In 1979, this tiny island was proclaimed a World Heritage site. The island is probably best known for the Benedictine Abbey that sits atop the island, with the convoluted architecture and winding streets of this medieval town surrounding it. The island used to be named ‘monte tombe’ before the earliest monastic establishment was constructed during the eighth century. The abbey on the island was at one stage a prison but was closed down in 1863, and in 1874 the island was acknowledged as an historic monument.
Access to Mont St Michel
Driving is the best way to visit Le Mont Saint Michel. When driving from Paris it will take about four and a half hours. The route between Le Mont Saint Michel and Paris hasn’t any direct train service, but there is a ninety minute bus transfer to Le Mont from the Rennes station. People are warned to try and not use the causeway to get to the mount as rising tides have caused drownings and being cut off. Quicksand also surrounds the mount.

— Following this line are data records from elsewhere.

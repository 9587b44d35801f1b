// Copyright 2025-present Harīṣh Tummalachērla
// SPDX-License-Identifier: Apache-2.0

//! Binary persistence for BK-trees.
//!
//! The file is the index form written out byte for byte: same records, same
//! breadth-first order, root first. Every integer is a little-endian `u32`
//! and every size is explicit, so a reader never scans for terminators.
//!
//! ```text
//! ┌────────────────────────────────────────────────────────────┐
//! │ HEADER (12 bytes)                                          │
//! │   magic: [u8; 8] = "BKTREE1\0"                             │
//! │   node_count: u32                                          │
//! ├────────────────────────────────────────────────────────────┤
//! │ RECORD × node_count (breadth-first, root at index 0)       │
//! │   term_len: u32                                            │
//! │   term: [u8; term_len]                                     │
//! │   child_count: u32                                         │
//! │   (distance: u32, child_index: u32) × child_count          │
//! └────────────────────────────────────────────────────────────┘
//! ```
//!
//! # Safety on untrusted input
//!
//! - The magic is checked before anything else is read
//! - Counts and lengths never drive up-front allocation past a fixed cap
//! - A short read anywhere is a `Format` error, never a partial tree
//! - Any child index `>= node_count` is a `Format` error
//! - Records must form a single tree, or the load fails
//!
//! Loading builds a fresh tree and hands it back only once the whole stream
//! has parsed. An existing tree is never touched.
//!
//! Saving writes in place. If the write fails midway the file on disk is
//! truncated garbage; write to a temporary path and rename when that matters.

mod encoding;
mod header;

pub use header::{TreeHeader, MAGIC};

use std::fs::File;
use std::io::{BufReader, BufWriter, Read, Write};
use std::path::Path;

use log::debug;

use self::encoding::{read_bytes, read_u32, write_bytes, write_u32};
use self::header::RESERVE_CAP;
use crate::error::{BkError, Result};
use crate::tree::{assemble, BkTree, Layout};
use crate::types::Distance;

impl BkTree {
    /// Write the tree in the binary layout to any writer.
    ///
    /// A term longer than `u32::MAX` bytes fails with an I/O error of kind
    /// `InvalidInput`; every other failure comes from the writer.
    pub fn write_to<W: Write>(&self, w: &mut W) -> Result<()> {
        let Layout { order, position } = self.layout();
        TreeHeader {
            node_count: order.len() as u32,
        }
        .write(w)?;

        for id in order {
            let node = self.node(id);
            write_bytes(w, &node.term)?;
            write_u32(w, node.children.len() as u32)?;
            for edge in &node.children {
                write_u32(w, edge.distance)?;
                write_u32(w, position[edge.child.as_usize()])?;
            }
        }
        Ok(())
    }

    /// Read one tree from `r`, leaving the reader just past the last record.
    pub fn read_from<R: Read>(r: &mut R) -> Result<Self> {
        let TreeHeader { node_count } = TreeHeader::read(r)?;
        let count = node_count as usize;

        let mut records: Vec<(Box<[u8]>, Vec<(Distance, u32)>)> =
            Vec::with_capacity(count.min(RESERVE_CAP));
        for i in 0..count {
            let term = read_bytes(r, "term")?;
            let child_count = read_u32(r, "child count")? as usize;

            let mut children = Vec::with_capacity(child_count.min(RESERVE_CAP));
            for _ in 0..child_count {
                let distance = read_u32(r, "child distance")?;
                let index = read_u32(r, "child index")?;
                if index >= node_count {
                    return Err(BkError::format(format!(
                        "record {i} references child {index}, but the file holds {node_count} nodes"
                    )));
                }
                children.push((distance, index));
            }
            records.push((term.into_boxed_slice(), children));
        }

        assemble(records)
    }

    /// The binary layout as an in-memory buffer.
    ///
    /// Only fails on a term too long for its `u32` length prefix, reported
    /// as an I/O error of kind `InvalidInput`.
    pub fn to_bytes(&self) -> Result<Vec<u8>> {
        let mut buf = Vec::new();
        self.write_to(&mut buf)?;
        Ok(buf)
    }

    /// Parse a complete buffer. Trailing bytes after the last record are an error.
    pub fn from_bytes(bytes: &[u8]) -> Result<Self> {
        let mut cursor = bytes;
        let tree = Self::read_from(&mut cursor)?;
        if !cursor.is_empty() {
            return Err(BkError::format(format!(
                "{} trailing bytes after the last record",
                cursor.len()
            )));
        }
        Ok(tree)
    }

    /// Write the tree to `path`, creating or truncating the file.
    ///
    /// All failures are [`BkError::Io`], including an over-long term
    /// (kind `InvalidInput`).
    pub fn save<P: AsRef<Path>>(&self, path: P) -> Result<()> {
        let path = path.as_ref();
        let file = File::create(path)?;
        let mut w = BufWriter::new(file);
        self.write_to(&mut w)?;
        // BufWriter swallows errors on drop; flush explicitly to surface them
        w.flush()?;
        debug!("saved {} nodes to {}", self.len(), path.display());
        Ok(())
    }

    /// Read a tree from `path`.
    ///
    /// Failing to open or read the file is [`BkError::Io`]. Bad magic,
    /// truncation, bad child indices and trailing bytes are [`BkError::Format`].
    pub fn load<P: AsRef<Path>>(path: P) -> Result<Self> {
        let path = path.as_ref();
        let file = File::open(path)?;
        let mut r = BufReader::new(file);
        let tree = Self::read_from(&mut r)?;

        let mut probe = [0u8; 1];
        if r.read(&mut probe)? != 0 {
            return Err(BkError::format(format!(
                "trailing bytes after the last record in {}",
                path.display()
            )));
        }

        debug!("loaded {} nodes from {}", tree.len(), path.display());
        Ok(tree)
    }
}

Walking is the only method of getting around on Le Mont Saint Michel. There are 2 gates leading into this walled city. The Port de l’Avancee is the one gate that leads to the area called Grande Rue. This is packed with souvenir shops as well as tourists. Ramparts can be reached by stairs. These are less crowded and offer lovely views. A quieter route up is the Porte Eschaugette. All of these routes will get to the Abbey which is on the top of this island.

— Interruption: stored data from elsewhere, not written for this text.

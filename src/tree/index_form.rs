// Copyright 2025-present Harīṣh Tummalachērla
// SPDX-License-Identifier: Apache-2.0

//! Flattening the tree into position-addressed records, and back.
//!
//! # Traversal order
//!
//! Records are laid out breadth-first from the root, visiting each node's
//! children in the order they were attached. The root is record 0, its
//! children follow in edge order, then their children, and so on. This order
//! is part of the binary format: the same tree always produces the same
//! records, in this process and in any other.
//!
//! # Reconstruction
//!
//! One node is allocated per record before any edge is resolved, so forward
//! and backward references both work. Then every child index is checked and
//! wired up. Beyond the bounds check, the records must form a tree: no node
//! with two parents, nothing pointing back at the root, nothing unreachable.
//! A graph that breaks those rules would send search around in circles.

use std::collections::VecDeque;

use super::{BkTree, Edge, Node};
use crate::error::{BkError, Result};
use crate::types::{Distance, IndexForm, NodeId, SerializedNode};

/// Breadth-first placement of arena nodes.
pub(crate) struct Layout {
    /// Arena ids in record order.
    pub(crate) order: Vec<NodeId>,
    /// Record position of each arena id.
    pub(crate) position: Vec<u32>,
}

impl BkTree {
    /// Compute the record order shared by the index form and the binary file.
    pub(crate) fn layout(&self) -> Layout {
        let mut order = Vec::with_capacity(self.len());
        let mut position = vec![0u32; self.len()];
        if self.is_empty() {
            return Layout { order, position };
        }

        let mut queue = VecDeque::from([NodeId::ROOT]);
        while let Some(id) = queue.pop_front() {
            position[id.as_usize()] = order.len() as u32;
            order.push(id);
            queue.extend(self.node(id).children.iter().map(|edge| edge.child));
        }
        Layout { order, position }
    }

    /// Flatten into records, root first, children referenced by position.
    pub fn to_serializable(&self) -> IndexForm {
        let Layout { order, position } = self.layout();
        order
            .iter()
            .map(|&id| {
                let node = self.node(id);
                SerializedNode {
                    term: node.term.to_vec(),
                    children: node
                        .children
                        .iter()
                        .map(|edge| (edge.distance, position[edge.child.as_usize()]))
                        .collect(),
                }
            })
            .collect()
    }

    /// Rebuild a tree from records produced by [`to_serializable`](Self::to_serializable).
    ///
    /// An empty sequence gives an empty tree. A child index past the end is
    /// [`BkError::IndexOutOfRange`]; records that do not form a single tree
    /// rooted at index 0 are [`BkError::Format`].
    ///
    /// Edge weights are taken as given. Use
    /// [`check_invariants`](crate::verify::check_invariants) to confirm they
    /// match the metric.
    pub fn from_serializable(data: IndexForm) -> Result<Self> {
        let records: Vec<(Box<[u8]>, Vec<(Distance, u32)>)> = data
            .into_iter()
            .map(|record| (record.term.into_boxed_slice(), record.children))
            .collect();
        assemble(records)
    }
}

/// Allocate every node, then resolve and validate every edge.
pub(crate) fn assemble(records: Vec<(Box<[u8]>, Vec<(Distance, u32)>)>) -> Result<BkTree> {
    let len = records.len();
    if len == 0 {
        return Ok(BkTree::new());
    }
    if u32::try_from(len).map_or(true, |n| n == u32::MAX) {
        return Err(BkError::format(format!("{len} records exceed the node id range")));
    }

    let mut nodes: Vec<Node> = Vec::with_capacity(len);
    let mut edge_lists = Vec::with_capacity(len);
    for (term, children) in records {
        nodes.push(Node {
            term,
            children: Vec::with_capacity(children.len()),
        });
        edge_lists.push(children);
    }

    let mut has_parent = vec![false; len];
    for (parent, children) in edge_lists.into_iter().enumerate() {
        for (distance, index) in children {
            let slot = index as usize;
            if slot >= len {
                return Err(BkError::IndexOutOfRange {
                    index: u64::from(index),
                    len,
                });
            }
            if slot == 0 {
                return Err(BkError::format(format!(
                    "record {parent} lists the root as a child"
                )));
            }
            if has_parent[slot] {
                return Err(BkError::format(format!(
                    "record {slot} has more than one parent"
                )));
            }
            has_parent[slot] = true;
            nodes[parent].children.push(Edge {
                distance,
                child: NodeId(index),
            });
        }
    }

    // One parent each plus full reachability from the root means no cycles
    let reachable = count_reachable(&nodes);
    if reachable != len {
        return Err(BkError::format(format!(
            "{} of {len} records are unreachable from the root",
            len - reachable
        )));
    }

    Ok(BkTree::from_arena(nodes))
}

fn count_reachable(nodes: &[Node]) -> usize {
    let mut seen = vec![false; nodes.len()];
    let mut stack = vec![NodeId::ROOT];
    let mut count = 0;
    while let Some(id) = stack.pop() {
        if std::mem::replace(&mut seen[id.as_usize()], true) {
            continue;
        }
        count += 1;
        stack.extend(nodes[id.as_usize()].children.iter().map(|edge| edge.child));
    }
    count
}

There are two sights worth seeing on the island:
- Abbey of Le Mont Saint Michel: This was once an unassuming little monastery, and the island with its fortifications has effectively grown around this. During the time of the French Revolution the abbey used to be a prison, and restoration had to be carried out to restore the abbey. There are still some prison- era showpieces that have been preserved. Mass is also celebrated every day except Monday.
- Notre Dame Sous Terre Chapel: This Carolingian church was built by the Benedictine monks around 966 at the same place where the oratory was erected in the VIIIth century by Saint Aubert.
Omelettes as well as saltmarsh lamb are culinary specialties of the island. There is a selection of cafes, restaurants, and fast-food outlets at the abbey’s base in the town. There are also restaurants, shops and supermarkets on the road approaching the mont. Le Mont also offers a few small hotels that are located within the township of the island. Le Mont Saint Michel is a tourist destination, and it does become very busy in high summer. The steps that lead up to as far as the abbey are quite steep, but there are numerous gardens with seats where one can rest and enjoy the view.